Using the entries that follow, establish how many lines contain the word "VALUES" and give only that figure.

[DATASET]

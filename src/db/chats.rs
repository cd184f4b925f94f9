//! Chat identity and user/chat membership.
//!
//! The membership checks defined here are the access-control boundary for the
//! tag and session managers: they run inside the caller's transaction.

use chrono::Utc;
use sqlx::{Row, SqliteConnection};

use super::DatabasePool;
use crate::errors::AppError;
use crate::models::Chat;

/// Manager for chats and user memberships.
#[derive(Clone)]
pub struct ChatManager {
    pool: DatabasePool,
}

impl ChatManager {
    pub fn new(pool: DatabasePool) -> Self {
        Self { pool }
    }

    /// Register a chat. Fails if a chat with this id is already known.
    pub async fn add_chat(&self, chat_id: i64, name: Option<&str>) -> Result<(), AppError> {
        let mut tx = self.pool.writer.begin().await?;

        if chat_exists(&mut tx, chat_id).await? {
            return Err(AppError::AlreadyExists(format!(
                "Chat {} already exists",
                chat_id
            )));
        }

        sqlx::query("INSERT INTO chats (id, name, registered_at) VALUES (?, ?, ?)")
            .bind(chat_id)
            .bind(name)
            .bind(Utc::now().to_rfc3339())
            .execute(&mut *tx)
            .await
            .map_err(|e| AppError::on_conflict(e, || format!("Chat {} already exists", chat_id)))?;

        tx.commit().await?;
        tracing::info!(chat_id, "Chat registered");
        Ok(())
    }

    /// Remove a chat together with its memberships, tags, assignments and session.
    pub async fn remove_chat(&self, chat_id: i64) -> Result<(), AppError> {
        let mut tx = self.pool.writer.begin().await?;

        if !chat_exists(&mut tx, chat_id).await? {
            return Err(AppError::NotFound(format!("Chat {} not found", chat_id)));
        }

        // Children first so the cascade holds even without the foreign_keys pragma
        for statement in [
            "DELETE FROM message_tags WHERE tag_chat_id = ?",
            "DELETE FROM tags WHERE chat_id = ?",
            "DELETE FROM session_messages WHERE chat_id = ?",
            "DELETE FROM user_chats WHERE chat_id = ?",
            "DELETE FROM chats WHERE id = ?",
        ] {
            sqlx::query(statement)
                .bind(chat_id)
                .execute(&mut *tx)
                .await?;
        }

        tx.commit().await?;
        tracing::info!(chat_id, "Chat removed");
        Ok(())
    }

    /// Get a chat by id.
    pub async fn get_chat(&self, chat_id: i64) -> Result<Chat, AppError> {
        let row = sqlx::query("SELECT id, name FROM chats WHERE id = ?")
            .bind(chat_id)
            .fetch_optional(&self.pool.reader)
            .await?;

        row.as_ref()
            .map(chat_from_row)
            .ok_or_else(|| AppError::NotFound(format!("Chat {} not found", chat_id)))
    }

    /// Associate a user with a chat.
    ///
    /// A user has at most one main chat; remembering a second one fails with
    /// `AlreadyExists`.
    pub async fn remember_user(
        &self,
        user_id: i64,
        chat_id: i64,
        is_main: bool,
    ) -> Result<(), AppError> {
        let mut tx = self.pool.writer.begin().await?;

        if !chat_exists(&mut tx, chat_id).await? {
            return Err(AppError::NotFound(format!("Chat {} not found", chat_id)));
        }
        if is_member(&mut tx, user_id, chat_id).await? {
            return Err(AppError::AlreadyExists(format!(
                "User {} is already a member of chat {}",
                user_id, chat_id
            )));
        }
        if is_main {
            if let Some(main_chat) = main_chat_of(&mut tx, user_id).await? {
                return Err(AppError::AlreadyExists(format!(
                    "User {} already has main chat {}",
                    user_id, main_chat
                )));
            }
        }

        sqlx::query("INSERT INTO user_chats (user_id, chat_id, is_main) VALUES (?, ?, ?)")
            .bind(user_id)
            .bind(chat_id)
            .bind(is_main)
            .execute(&mut *tx)
            .await
            .map_err(|e| {
                AppError::on_conflict(e, || {
                    format!("Membership of user {} in chat {} conflicts", user_id, chat_id)
                })
            })?;

        tx.commit().await?;
        tracing::info!(user_id, chat_id, is_main, "User remembered");
        Ok(())
    }

    /// Disassociate a user from a chat.
    pub async fn forget_user(&self, user_id: i64, chat_id: i64) -> Result<(), AppError> {
        let result = sqlx::query("DELETE FROM user_chats WHERE user_id = ? AND chat_id = ?")
            .bind(user_id)
            .bind(chat_id)
            .execute(&self.pool.writer)
            .await?;

        if result.rows_affected() == 0 {
            return Err(AppError::NotFound(format!(
                "User {} is not a member of chat {}",
                user_id, chat_id
            )));
        }

        tracing::info!(user_id, chat_id, "User forgotten");
        Ok(())
    }

    /// All chats of a user. An empty result is reported as `NotFound`.
    pub async fn get_user_chats(&self, user_id: i64) -> Result<Vec<Chat>, AppError> {
        let rows = sqlx::query(
            "SELECT c.id, c.name FROM user_chats uc JOIN chats c ON c.id = uc.chat_id WHERE uc.user_id = ? ORDER BY c.id",
        )
        .bind(user_id)
        .fetch_all(&self.pool.reader)
        .await?;

        if rows.is_empty() {
            return Err(AppError::NotFound(format!(
                "No chats found for user {}",
                user_id
            )));
        }
        Ok(rows.iter().map(chat_from_row).collect())
    }

    /// All users of a chat. An unknown chat or an empty result is `NotFound`.
    pub async fn get_chat_users(&self, chat_id: i64) -> Result<Vec<i64>, AppError> {
        let mut tx = self.pool.reader.begin().await?;

        if !chat_exists(&mut tx, chat_id).await? {
            return Err(AppError::NotFound(format!("Chat {} not found", chat_id)));
        }

        let users: Vec<i64> =
            sqlx::query_scalar("SELECT user_id FROM user_chats WHERE chat_id = ? ORDER BY user_id")
                .bind(chat_id)
                .fetch_all(&mut *tx)
                .await?;
        tx.commit().await?;

        if users.is_empty() {
            return Err(AppError::NotFound(format!(
                "No users found for chat {}",
                chat_id
            )));
        }
        Ok(users)
    }

    /// The user's main chat id, if any.
    pub async fn get_main_chat(&self, user_id: i64) -> Result<Option<i64>, AppError> {
        let mut conn = self.pool.reader.acquire().await?;
        main_chat_of(&mut conn, user_id).await
    }

    /// Non-main chats of a user. An empty result is reported as `NotFound`.
    pub async fn get_ext_chats(&self, user_id: i64) -> Result<Vec<Chat>, AppError> {
        let rows = sqlx::query(
            "SELECT c.id, c.name FROM user_chats uc JOIN chats c ON c.id = uc.chat_id WHERE uc.user_id = ? AND uc.is_main = 0 ORDER BY c.id",
        )
        .bind(user_id)
        .fetch_all(&self.pool.reader)
        .await?;

        if rows.is_empty() {
            return Err(AppError::NotFound(format!(
                "No external chats found for user {}",
                user_id
            )));
        }
        Ok(rows.iter().map(chat_from_row).collect())
    }

    /// Whether the user is a member of the chat.
    pub async fn is_user_in_chat(&self, user_id: i64, chat_id: i64) -> Result<bool, AppError> {
        let mut conn = self.pool.reader.acquire().await?;
        is_member(&mut conn, user_id, chat_id).await
    }
}

pub(crate) async fn chat_exists(conn: &mut SqliteConnection, chat_id: i64) -> Result<bool, AppError> {
    let found: Option<i64> = sqlx::query_scalar("SELECT 1 FROM chats WHERE id = ?")
        .bind(chat_id)
        .fetch_optional(&mut *conn)
        .await?;
    Ok(found.is_some())
}

pub(crate) async fn is_member(
    conn: &mut SqliteConnection,
    user_id: i64,
    chat_id: i64,
) -> Result<bool, AppError> {
    let found: Option<i64> =
        sqlx::query_scalar("SELECT 1 FROM user_chats WHERE user_id = ? AND chat_id = ?")
            .bind(user_id)
            .bind(chat_id)
            .fetch_optional(&mut *conn)
            .await?;
    Ok(found.is_some())
}

/// Fail with `NotFound` unless the user is a member of the chat.
pub(crate) async fn ensure_member(
    conn: &mut SqliteConnection,
    user_id: i64,
    chat_id: i64,
) -> Result<(), AppError> {
    if is_member(conn, user_id, chat_id).await? {
        Ok(())
    } else {
        Err(AppError::NotFound(format!(
            "User {} not found in chat {}",
            user_id, chat_id
        )))
    }
}

async fn main_chat_of(conn: &mut SqliteConnection, user_id: i64) -> Result<Option<i64>, AppError> {
    let chat_id = sqlx::query_scalar(
        "SELECT chat_id FROM user_chats WHERE user_id = ? AND is_main = 1 ORDER BY rowid LIMIT 1",
    )
    .bind(user_id)
    .fetch_optional(&mut *conn)
    .await?;
    Ok(chat_id)
}

fn chat_from_row(row: &sqlx::sqlite::SqliteRow) -> Chat {
    Chat {
        id: row.get("id"),
        name: row.get("name"),
    }
}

[/DATASET]

= EXERCISE ANSWER =
2